How do pandemics usually end? And how will this one finish?
Just over 100 years ago, a new strain of influenza infected a third of the world’s population — but within just three years, the threat of this deadly flu had all but passed.
This was a time before modern medical care and even before humans understood what viruses were. So what’s changed since then?
It’s a question plenty of you have asked in recent months: how do pandemics end? And how will the one we’re currently living through end?
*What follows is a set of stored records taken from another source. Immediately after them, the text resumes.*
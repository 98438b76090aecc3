//! Error taxonomy for the bridge.
//!
//! Failures are local to one session: a read error or sink error is
//! reported to that session's caller and never aborts other sessions or
//! the dispatch context. No retries happen at this layer.

use crate::stream::ChannelFault;

#[derive(Debug, thiserror::Error)]
pub enum BridgeError {
    /// The dispatch context cannot accept work (shut down). Fatal for
    /// the in-flight call; surfaced, never swallowed.
    #[error("dispatch context unavailable")]
    DispatchUnavailable,

    /// The channel reported an error for one specific request.
    #[error("channel failure for {path} at offset {offset}: {fault}")]
    Channel {
        path: String,
        offset: u64,
        fault: ChannelFault,
    },

    /// The channel broke its contract: a second completion for a call
    /// that already resolved, or end-of-stream before the declared size
    /// was reached.
    #[error("protocol violation: {0}")]
    Protocol(String),

    /// The local write sink rejected data (reader gone, disk full).
    #[error("sink failure: {0}")]
    Sink(#[source] std::io::Error),

    /// Bounded wait expired. The call is abandoned; a late completion
    /// is discarded.
    #[error("timed out waiting for chunk of {path} at offset {offset}")]
    Timeout { path: String, offset: u64 },

    /// `open()` was handed a token nobody registered.
    #[error("no stream registered for this handle token")]
    Unregistered,
}

impl From<BridgeError> for std::io::Error {
    fn from(err: BridgeError) -> Self {
        use std::io::ErrorKind;
        let kind = match &err {
            BridgeError::DispatchUnavailable => ErrorKind::BrokenPipe,
            BridgeError::Channel { .. } => ErrorKind::Other,
            BridgeError::Protocol(_) => ErrorKind::InvalidData,
            BridgeError::Sink(e) => e.kind(),
            BridgeError::Timeout { .. } => ErrorKind::TimedOut,
            BridgeError::Unregistered => ErrorKind::NotFound,
        };
        std::io::Error::new(kind, err)
    }
}
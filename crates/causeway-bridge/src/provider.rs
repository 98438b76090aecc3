//! StreamProvider — the registration surface the OS-integration layer
//! talks to.
//!
//! Maps opaque handle tokens to stream identities and opens read
//! sessions in one of the two delivery modes. Mode selection: random
//! access whenever the declared size is known and the platform supports
//! it, pipe streaming otherwise. The chunk-fetch machinery underneath
//! is shared — both modes go through the same gate, pending call, and
//! channel.

use std::io::Read;
use std::sync::Arc;

use dashmap::DashMap;

use causeway_core::config::TransferConfig;
use causeway_core::stream::handle_token;
use causeway_core::{BridgeError, HandleToken, StreamIdentity};

use crate::channel::ChunkChannel;
use crate::dispatch::DispatchGate;
use crate::random_access::{RandomAccessBridge, RandomAccessFile};
use crate::sequential::{SequentialTransfer, TransferHandle};

/// A readable handle for the consumer, in whichever delivery mode the
/// stream supports.
pub enum ReadHandle {
    /// Seekable handle with a known size.
    RandomAccess(RandomAccessFile),
    /// Read end of a local pipe fed by a background transfer. EOF on
    /// success; a failed transfer shows up as truncation.
    Pipe {
        reader: std::io::PipeReader,
        transfer: TransferHandle,
    },
}

impl std::fmt::Debug for ReadHandle {
    fn fmt(&self, f: &mut std::fmt::Formatter<'_>) -> std::fmt::Result {
        match self {
            ReadHandle::RandomAccess(_) => f.write_str("ReadHandle::RandomAccess"),
            ReadHandle::Pipe { .. } => f.write_str("ReadHandle::Pipe"),
        }
    }
}

impl ReadHandle {
    /// Declared size, when the handle supports random access.
    pub fn size(&self) -> Option<u64> {
        match self {
            ReadHandle::RandomAccess(file) => Some(file.size()),
            ReadHandle::Pipe { .. } => None,
        }
    }
}

impl Read for ReadHandle {
    fn read(&mut self, buf: &mut [u8]) -> std::io::Result<usize> {
        match self {
            ReadHandle::RandomAccess(file) => file.read(buf),
            ReadHandle::Pipe { reader, .. } => reader.read(buf),
        }
    }
}

/// Process-wide provider pairing one dispatch gate with one channel.
/// Sessions opened through it are independent: a failure in one never
/// aborts another.
pub struct StreamProvider {
    gate: Arc<DispatchGate>,
    channel: Arc<dyn ChunkChannel>,
    config: TransferConfig,
    registry: DashMap<HandleToken, StreamIdentity>,
}

impl StreamProvider {
    pub fn new(
        gate: Arc<DispatchGate>,
        channel: Arc<dyn ChunkChannel>,
        config: TransferConfig,
    ) -> Self {
        Self {
            gate,
            channel,
            config,
            registry: DashMap::new(),
        }
    }

    /// Register a stream for later opening. Returns its stable token;
    /// registering the same identity twice yields the same token.
    pub fn register(&self, identity: StreamIdentity) -> HandleToken {
        let token = handle_token(&identity);
        tracing::debug!(
            token = hex::encode(&token[..8]),
            path = %identity.path,
            size = identity.size,
            "stream registered"
        );
        self.registry.insert(token, identity);
        token
    }

    pub fn unregister(&self, token: &HandleToken) -> bool {
        self.registry.remove(token).is_some()
    }

    /// Openable metadata for a registered stream: identity carries the
    /// display name and declared size.
    pub fn metadata(&self, token: &HandleToken) -> Option<StreamIdentity> {
        self.registry.get(token).map(|entry| entry.clone())
    }

    /// Open a read session for a registered stream.
    pub fn open(&self, token: &HandleToken) -> Result<ReadHandle, BridgeError> {
        let identity = self
            .registry
            .get(token)
            .map(|entry| entry.clone())
            .ok_or(BridgeError::Unregistered)?;

        match identity.size {
            Some(size) if !self.config.force_sequential => {
                tracing::debug!(path = %identity.path, size, "opening random-access session");
                let bridge = RandomAccessBridge::new(
                    identity.path,
                    size,
                    Arc::clone(&self.gate),
                    Arc::clone(&self.channel),
                    self.config.request_timeout(),
                );
                Ok(ReadHandle::RandomAccess(RandomAccessFile::new(Arc::new(
                    bridge,
                ))))
            }
            _ => {
                tracing::debug!(
                    path = %identity.path,
                    size_known = identity.size.is_some(),
                    "opening pipe session"
                );
                let (reader, writer) = std::io::pipe().map_err(BridgeError::Sink)?;
                let transfer = SequentialTransfer::new(
                    identity.path,
                    self.config.chunk_size,
                    Arc::clone(&self.gate),
                    Arc::clone(&self.channel),
                    self.config.request_timeout(),
                );
                let transfer = transfer.start(writer).map_err(BridgeError::Sink)?;
                Ok(ReadHandle::Pipe { reader, transfer })
            }
        }
    }
}
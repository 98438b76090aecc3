//! Causeway integration test harness.
//!
//! Tests run against an in-process mock remote: a [`FutureChannel`]
//! serving files out of a map with a small async delay, driven on the
//! dispatch context's runtime — the same wiring a real remote-call
//! transport would use. No network, no OS registration; everything
//! here exercises the bridge end to end through the public API.

use std::collections::HashMap;
use std::sync::atomic::{AtomicUsize, Ordering};
use std::sync::Arc;
use std::time::Duration;

use bytes::Bytes;
use futures::FutureExt;

use causeway_bridge::{DispatchGate, FutureChannel, StreamProvider};
use causeway_core::config::TransferConfig;
use causeway_core::{ChannelFault, ChunkRequest};

mod failures;

/// Counters the mock remote updates per request, so tests can assert
/// the one-in-flight property across real async completions.
#[derive(Default)]
pub struct RemoteStats {
    pub requests: AtomicUsize,
    pub in_flight: AtomicUsize,
    pub max_in_flight: AtomicUsize,
}

pub fn init_tracing() {
    let _ = tracing_subscriber::fmt()
        .with_env_filter(tracing_subscriber::EnvFilter::from_default_env())
        .with_test_writer()
        .try_init();
}

/// Build the shared wiring over a mock remote holding `files`: one
/// dispatch gate, one channel. Each fetch takes a couple of
/// milliseconds of simulated transport latency.
pub fn mock_stack(
    files: Vec<(&str, Vec<u8>)>,
) -> (
    Arc<DispatchGate>,
    Arc<dyn causeway_bridge::ChunkChannel>,
    Arc<RemoteStats>,
) {
    init_tracing();
    let gate = Arc::new(DispatchGate::new().expect("spawn dispatch gate"));
    let files: Arc<HashMap<String, Vec<u8>>> = Arc::new(
        files
            .into_iter()
            .map(|(path, data)| (path.to_string(), data))
            .collect(),
    );
    let stats = Arc::new(RemoteStats::default());

    let fetch_stats = stats.clone();
    let channel = FutureChannel::new(gate.runtime(), move |req: ChunkRequest| {
        let files = files.clone();
        let stats = fetch_stats.clone();
        async move {
            stats.requests.fetch_add(1, Ordering::SeqCst);
            let now = stats.in_flight.fetch_add(1, Ordering::SeqCst) + 1;
            stats.max_in_flight.fetch_max(now, Ordering::SeqCst);
            tokio::time::sleep(Duration::from_millis(2)).await;
            let result = match files.get(&req.path) {
                Some(data) => {
                    let start = (req.offset as usize).min(data.len());
                    let end = (start + req.length as usize).min(data.len());
                    Ok(Bytes::copy_from_slice(&data[start..end]))
                }
                None => Err(ChannelFault::new("not-found", "no such file on remote")),
            };
            stats.in_flight.fetch_sub(1, Ordering::SeqCst);
            result
        }
        .boxed()
    });

    (gate, Arc::new(channel), stats)
}

/// Provider built on [`mock_stack`].
pub fn mock_provider(
    files: Vec<(&str, Vec<u8>)>,
    config: TransferConfig,
) -> (StreamProvider, Arc<RemoteStats>) {
    let (gate, channel, stats) = mock_stack(files);
    (StreamProvider::new(gate, channel, config), stats)
}

/// Deterministic test payload.
pub fn pattern(len: usize) -> Vec<u8> {
    (0..len).map(|i| (i % 251) as u8).collect()
}
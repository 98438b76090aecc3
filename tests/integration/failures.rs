//! Failure propagation: channel faults, timeouts, gate shutdown, and a
//! misbehaving remote that answers twice.

use std::io::Read;
use std::sync::atomic::{AtomicUsize, Ordering};
use std::sync::Arc;
use std::time::Duration;

use anyhow::Result;
use bytes::Bytes;
use futures::FutureExt;

use causeway_bridge::{
    ChunkChannel, Completion, Delivery, DispatchGate, FutureChannel, RandomAccessBridge,
};
use causeway_core::config::TransferConfig;
use causeway_core::{BridgeError, ChunkRequest, ChunkResult, StreamIdentity};

use crate::{init_tracing, mock_provider};

#[test]
fn missing_remote_file_fails_the_random_access_read() -> Result<()> {
    let (provider, _stats) = mock_provider(vec![], TransferConfig::default());
    // Registered locally, but the remote has never heard of it.
    let token = provider.register(StreamIdentity::new("ghost.bin", Some(100)));

    let mut handle = provider.open(&token)?;
    let mut buf = [0u8; 10];
    let err = handle.read(&mut buf).unwrap_err();
    assert_eq!(err.kind(), std::io::ErrorKind::Other);
    Ok(())
}

#[test]
fn missing_remote_file_truncates_the_pipe() -> Result<()> {
    let (provider, _stats) = mock_provider(vec![], TransferConfig::default());
    let token = provider.register(StreamIdentity::new("ghost.bin", None));

    let mut handle = provider.open(&token)?;
    let mut all = Vec::new();
    // The consumer just sees the stream end with nothing in it; the
    // terminal error lives on the transfer handle.
    handle.read_to_end(&mut all)?;
    assert!(all.is_empty());
    Ok(())
}

#[test]
fn timeout_abandons_the_call_and_frees_the_session() {
    init_tracing();
    let gate = Arc::new(DispatchGate::new().unwrap());

    // First request hangs forever; all later ones answer promptly.
    let calls = Arc::new(AtomicUsize::new(0));
    let fetch_calls = calls.clone();
    let channel = FutureChannel::new(gate.runtime(), move |_req: ChunkRequest| {
        let first = fetch_calls.fetch_add(1, Ordering::SeqCst) == 0;
        async move {
            if first {
                futures::future::pending::<()>().await;
            }
            Ok(Bytes::from_static(b"late but fine"))
        }
        .boxed()
    });

    let bridge = RandomAccessBridge::new(
        "slow.bin",
        1000,
        gate,
        Arc::new(channel),
        Some(Duration::from_millis(50)),
    );

    let mut buf = [0u8; 13];
    let err = bridge.read_at(0, &mut buf).unwrap_err();
    assert!(matches!(err, BridgeError::Timeout { offset: 0, .. }));

    // Abandonment released the serialization lock: the session is not
    // permanently stuck behind the dead call.
    let n = bridge.read_at(100, &mut buf).unwrap();
    assert_eq!(&buf[..n], b"late but fine");
}

#[test]
fn shut_down_gate_fails_reads_instead_of_hanging() {
    init_tracing();
    let gate = Arc::new(DispatchGate::new().unwrap());
    let channel = FutureChannel::new(gate.runtime(), |_req: ChunkRequest| {
        async move { Ok(Bytes::from_static(b"unreached")) }.boxed()
    });
    let bridge = RandomAccessBridge::new("f", 100, gate.clone(), Arc::new(channel), None);

    gate.shutdown();

    let mut buf = [0u8; 4];
    let err = bridge.read_at(0, &mut buf).unwrap_err();
    assert!(matches!(err, BridgeError::DispatchUnavailable));
}

#[test]
fn shutdown_mid_read_fails_the_parked_caller() {
    init_tracing();
    let gate = Arc::new(DispatchGate::new().unwrap());
    // A fetch far slower than the test; the reader parks on it with an
    // unbounded wait, the worst case for a gate that dies underneath.
    let channel = FutureChannel::new(gate.runtime(), |_req: ChunkRequest| {
        async move {
            tokio::time::sleep(Duration::from_secs(30)).await;
            Ok(Bytes::from_static(b"never delivered"))
        }
        .boxed()
    });
    let bridge = Arc::new(RandomAccessBridge::new(
        "stalled.bin",
        100,
        gate.clone(),
        Arc::new(channel),
        None,
    ));

    let (done_tx, done_rx) = std::sync::mpsc::channel();
    let reader = std::thread::spawn(move || {
        let mut buf = [0u8; 4];
        let _ = done_tx.send(bridge.read_at(0, &mut buf));
    });

    // Let the fetch get in flight, then pull the gate down. Dropping
    // the dispatch runtime drops the fetch future and its completion;
    // that must surface to the parked reader, not strand it.
    std::thread::sleep(Duration::from_millis(100));
    gate.shutdown();

    let result = done_rx
        .recv_timeout(Duration::from_secs(2))
        .expect("reader must be woken by gate shutdown, not left parked");
    assert!(matches!(result, Err(BridgeError::DispatchUnavailable)));
    reader.join().unwrap();
}

#[test]
fn double_answering_remote_delivers_once_and_is_flagged() {
    init_tracing();
    // A channel that breaks the at-most-one-response contract.
    struct DoubleTalker {
        second: Arc<std::sync::Mutex<Option<Delivery>>>,
    }
    impl ChunkChannel for DoubleTalker {
        fn request(&self, _request: ChunkRequest, completion: Completion) {
            let first = completion.complete(ChunkResult::Data(Bytes::from_static(b"real")));
            assert_eq!(first, Delivery::Delivered);
            let second = completion.complete(ChunkResult::Data(Bytes::from_static(b"fake")));
            *self.second.lock().unwrap() = Some(second);
        }
    }

    let gate = Arc::new(DispatchGate::new().unwrap());
    let second = Arc::new(std::sync::Mutex::new(None));
    let bridge = RandomAccessBridge::new(
        "f",
        100,
        gate,
        Arc::new(DoubleTalker {
            second: second.clone(),
        }),
        None,
    );

    let mut buf = [0u8; 16];
    let n = bridge.read_at(0, &mut buf).unwrap();
    assert_eq!(&buf[..n], b"real");
    assert_eq!(*second.lock().unwrap(), Some(Delivery::Rejected));
}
Three ingredients for a pandemic
An infectious agent needs three conditions to cause a pandemic, says virologist Kirsty Short from the University of Queensland:
- 1.It needs to cause disease in humans
- 2.It needs to be highly transmissible
- 3.We need to have no pre-existing immunity to it
“For example, we live with MERS today,” says Dr Short, referring to Middle Eastern respiratory syndrome, a coronavirus that is related to the one that causes COVID-19.
“It hasn’t caused a pandemic yet because it’s not highly transmissible from person to person.
“In contrast, the seasonal coronaviruses that we get, probably at one point were a pandemic, and they’ve just become these seasonal colds that we don’t really care about because we’ve evolved immunity to them.”
In terms of the three ingredients that make a pandemic, when it comes to COVID-19 there’s not much we can do to stop the coronavirus from infecting us, because that’s based on the biology of the virus and us as humans.
With physical distancing and masks, we are somewhat able to pull that second lever of not allowing the virus to transmit as much.
But the big thing that stops a virus becoming a pandemic — that is, a large-scale outbreak affecting multiple countries or continents — is the third factor: immunity.
“Herd immunity can be achieved through natural infection or vaccination,” Dr Short says.